The point for beginners is also valid.
Another point is the unintended undo that will undo changes in patches you don’t currently see, if you have definitions in a patch and they have changes inside of them. That’s quite tricky, and you often don’t understand what happened, and then a day later think, hey, I’ve fixed that already, did I forget to save? No, you pressed undo in the patch where the definition lies…
Even though I’d personally instantly set it to put definitions in the current view, I agree that the behavior should be consistent for newcomers and follow whatever the Node entry in the node browser does. Realizing now that having different behaviors there can be super confusing.
It’s true that it’s also a nice introduction to the Definitions view, and tells the story that when you create a definitions it “should” go to definitions land.
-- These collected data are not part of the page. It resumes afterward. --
//! Locating identifier-range boundaries in the remote log collection.
//!
//! Identifiers are dense positive integers assigned in creation order, so the
//! date of the first log event is non-decreasing across identifiers. That
//! ordering is what makes both searches here valid; it is a precondition, not
//! something we can detect.

use anyhow::Result;
use jiff::civil::Date;

use crate::api::{parse_events, LogSource};

/// Starting point of the doubling probe in [`find_upper_bound`].
const PROBE_START: u64 = 1000;

/// Which end of a run of equal dates to report.
#[derive(Debug, Clone, Copy, PartialEq, Eq)]
pub enum Bound {
    Lower,
    Upper,
}

async fn has_data<S: LogSource + ?Sized>(source: &S, id: u64) -> Result<bool> {
    Ok(!parse_events(&source.get_log(id).await?)?.is_empty())
}

/// Creation date of the record at `id`, or `None` when the identifier has no
/// events (a gap, or past the end of the collection).
pub async fn timestamp<S: LogSource + ?Sized>(source: &S, id: u64) -> Result<Option<Date>> {
    if id == 0 {
        return Ok(None);
    }
    let events = parse_events(&source.get_log(id).await?)?;
    match events.first() {
        Some(event) => Ok(Some(event.date()?)),
        None => Ok(None),
    }
}

/// Largest identifier that still has data: double an exclusive probe until it
/// falls off the end of the collection, then binary-search for the boundary
/// where `mid` has data and `mid + 1` does not. `None` means the collection
/// is empty.
pub async fn find_upper_bound<S: LogSource + ?Sized>(source: &S) -> Result<Option<u64>> {
    let mut high = PROBE_START;
    while has_data(source, high).await? {
        high *= 2;
    }

    let mut low = 1u64;
    while low <= high {
        let mid = low + (high - low) / 2;
        if !has_data(source, mid).await? {
            high = mid - 1;
        } else if !has_data(source, mid + 1).await? {
            return Ok(Some(mid));
        } else {
            low = mid + 1;
        }
    }
    Ok(None)
}

/// Binary search over `[1, end_index]` for the first (`Bound::Lower`) or last
/// (`Bound::Upper`) identifier whose record date equals `target`. Midpoints
/// that land on a gap scan forward to the next identifier with data; the scan
/// stops at `end_index`, which keeps it bounded but means tie-breaking next
/// to a long run of gaps is only as good as the dense-identifier assumption.
/// `None` when no record carries the target date.
pub async fn date_search<S: LogSource + ?Sized>(
    source: &S,
    end_index: u64,
    target: Date,
    bound: Bound,
) -> Result<Option<u64>> {
    let mut low = 1u64;
    let mut high = end_index;

    while low <= high {
        let probe = low + (high - low) / 2;

        // skip forward past identifiers with no events
        let mut mid = probe;
        let mut cur = None;
        while mid <= end_index {
            if let Some(date) = timestamp(source, mid).await? {
                cur = Some(date);
                break;
            }
            mid += 1;
        }
        let Some(cur) = cur else {
            // nothing but gaps from the probe onward
            high = probe - 1;
            continue;
        };

        if cur < target {
            low = mid + 1;
        } else if cur > target {
            high = mid - 1;
        } else {
            match bound {
                Bound::Lower => {
                    if timestamp(source, mid - 1).await? == Some(target) {
                        high = mid - 1;
                    } else {
                        return Ok(Some(mid));
                    }
                }
                Bound::Upper => {
                    if timestamp(source, mid + 1).await? == Some(target) {
                        low = mid + 1;
                    } else {
                        return Ok(Some(mid));
                    }
                }
            }
        }
    }
    Ok(None)
}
But if I may share my personal experience there, I often felt tortured when learning gamma believing things should be done in one way, or that you have to rigorously follow pattern A, B or C. It’s only quite recently that I realized that whatever works works, and by works I mean:
Easy to scale
Easy to maintain
Easy to figure out what things are about when re-opening patches three months later
And if that means putting definitions outside of the definitions patch so be it, or if that means taking only bits of a specific design pattern but skipping the rest because it’s overkill/irrelevant/whatever, so be it.